Hay quienes desestiman que se esté frente al fenómeno “choque de trenes” que se ha experimentado en otros países entre tribunales supremos y constitucionales.
El ministro Carlos Aránguiz, en todo caso, aseguró que en ambos tribunales “al final priman siempre la cordura, la independencia y la imparcialidad jurídica cuando es necesario dictar una sentencia”.

La lupa de Piñera

El nudo de la polémica entre el TC y la Corte Suprema se originó en 2005, cuando el entonces Presidente Ricardo Lagos reformó la Constitución y los recursos de inaplicabilidad por inconstitucionalidad, que hasta entonces eran exclusivos del máximo tribunal del país, y pasaron a manos del TC.

Esta acción permite que un ciudadano recurra al TC para que no se le aplique una norma que se considere contraria a la Constitución. De ser acogida, se impide a un juez de la República usar esa ley en contra de una persona.

Ya durante el gobierno anterior el organismo que hoy dirige Aróstica comenzó a ser objeto de duros cuestionamientos desde el entonces oficialismo, donde se resentía que Chile Vamos recurriera a este para intentar detener las reformas de Michelle Bachelet.

En la campaña presidencial, el entonces candidato oficialista Alejandro Guillier prometió suprimir el organismo, mientras que Piñera comprometió modificaciones.

Ya con esta tensión instalada, en La Moneda -asegura una alta fuente de Palacio- ven con preocupación los desencuentros entre el TC y la Corte Suprema.

En los próximos días, el Mandatario -quien ha tomado un rol protagónico, hasta ahora privado, en esta discusión- sostendrá una reunión con los ministros de Justicia, Hernán Larraín, y de la Segpres, Gonzalo Blumel, ambos encargados del tema, para abordar cuáles serán los pilares de las reformas al TC que alzará el Ejecutivo.

En La Moneda sostienen que -tal como se señaló en la campaña presidencial- se prevén cambios en cuanto a la composición, nombramientos y no se ha descartado limitar el control preventivo de leyes, la mayor preocupación que existe hoy por hoy en el Congreso.

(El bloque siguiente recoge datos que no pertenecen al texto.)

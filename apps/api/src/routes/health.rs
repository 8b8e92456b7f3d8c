use axum::{extract::State, Json};
use serde_json::{json, Value};

use crate::state::AppState;

/// GET /
/// Returns a simple status object with service version.
pub async fn root_handler() -> Json<Value> {
    Json(json!({
        "status": "healthy",
        "service": "careerboost-api",
        "version": env!("CARGO_PKG_VERSION")
    }))
}

/// GET /health
/// Detailed health check: config flags and active session count.
pub async fn health_handler(State(state): State<AppState>) -> Json<Value> {
    Json(json!({
        "status": "healthy",
        "api_key_configured": !state.config.openrouter_api_key.is_empty(),
        "max_text_size": state.config.max_text_size,
        "active_sessions": state.sessions.len().await
    }))
}
pub mod application;
pub mod domain;
pub mod infrastructures;
use anyhow::Context;
use github_repos::application::use_cases::fetch_user_repositories::FetchUserRepositoriesInteractor;
use github_repos::infrastructures::adapters::primary::web::{AppState, create_router};
use github_repos::infrastructures::adapters::secondary::external_apis::github::GitHubApiAdapter;
use opentelemetry::trace::TracerProvider as _;
use opentelemetry_sdk::trace::SdkTracerProvider;
use std::env;
use std::net::SocketAddr;
use std::sync::Arc;
use tracing::{info, info_span};
use tracing_subscriber::{EnvFilter, layer::SubscriberExt, util::SubscriberInitExt};

const DEFAULT_GITHUB_API_URL: &str = "https://api.github.com";

#[tokio::main]
async fn main() -> anyhow::Result<()> {
    // Initialize tracing
    let otlp_exporter = opentelemetry_otlp::SpanExporter::builder()
        .with_tonic()
        .build()
        .context("Failed to create OTLP exporter")?;
    let provider = SdkTracerProvider::builder()
        .with_batch_exporter(otlp_exporter)
        .build();
    let tracer = provider.tracer("github-repos");

    let telemetry = tracing_opentelemetry::layer().with_tracer(tracer);
    let fmt_layer = tracing_subscriber::fmt::layer()
        .with_target(true)
        .with_level(true)
        .with_file(true)
        .with_line_number(true);

    tracing_subscriber::registry()
        .with(telemetry)
        .with(fmt_layer)
        .with(EnvFilter::try_from_default_env().unwrap_or_else(|_| EnvFilter::new("info")))
        .init();

    let initialize_span = info_span!("initialize");
    let _enter = initialize_span.enter();
    info!("Application starting");

    let github_token = env::var("GITHUB_TOKEN")
        .map_err(|e| anyhow::anyhow!("Failed to read GITHUB_TOKEN: {}", e))?;
    let github_api_url =
        env::var("GITHUB_API_URL").unwrap_or_else(|_| DEFAULT_GITHUB_API_URL.to_string());

    // Build dependencies
    let github_api_adapter = Arc::new(GitHubApiAdapter::new(github_api_url, &github_token)?);
    let fetch_use_case = Arc::new(FetchUserRepositoriesInteractor::new(github_api_adapter));
    let app_state = Arc::new(AppState {
        use_case: fetch_use_case,
    });

    // Create router
    let app = create_router(app_state);

    // Start server
    let addr = SocketAddr::from(([127, 0, 0, 1], 3000));
    info!("Listening on {}", addr);

    let listener = tokio::net::TcpListener::bind(addr).await?;
    axum::serve(listener, app.into_make_service()).await?;

    Ok(())
}
pub mod web;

El problema, admiten en La Moneda, es que para realizar estos cambios se necesita un quórum calificado en el Congreso, es decir 2/3, por lo que es imprescindible llegar a un acuerdo amplio.
El presidente de la Comisión de Constitución, senador PPD Felipe Harboe, aseguró que para la oposición “reformar el TC constituye un imperativo ético para terminar con una institución que afecta la separación de funciones tanto del Congreso como del Poder Judicial”. El problema es que en el oficialismo no hay ánimo para cambios profundos. Los dos senadores de Chile Vamos de la Comisión de Constitución, Andrés Allamand (RN) y Víctor Pérez (UDI), ya notificaron al gobierno de que cualquier paso en la reforma al TC debe contar con la venia de los partidos oficialistas. De lo contrario, se arriesga una fractura no menor en las filas de gobierno.

El mensaje tenía por objetivo neutralizar que en La Moneda se entusiasmen con abrirse a modificaciones más profundas al TC a cambio de los votos opositores a las reformas estructurales de Piñera: tributaria y previsional, entre otras.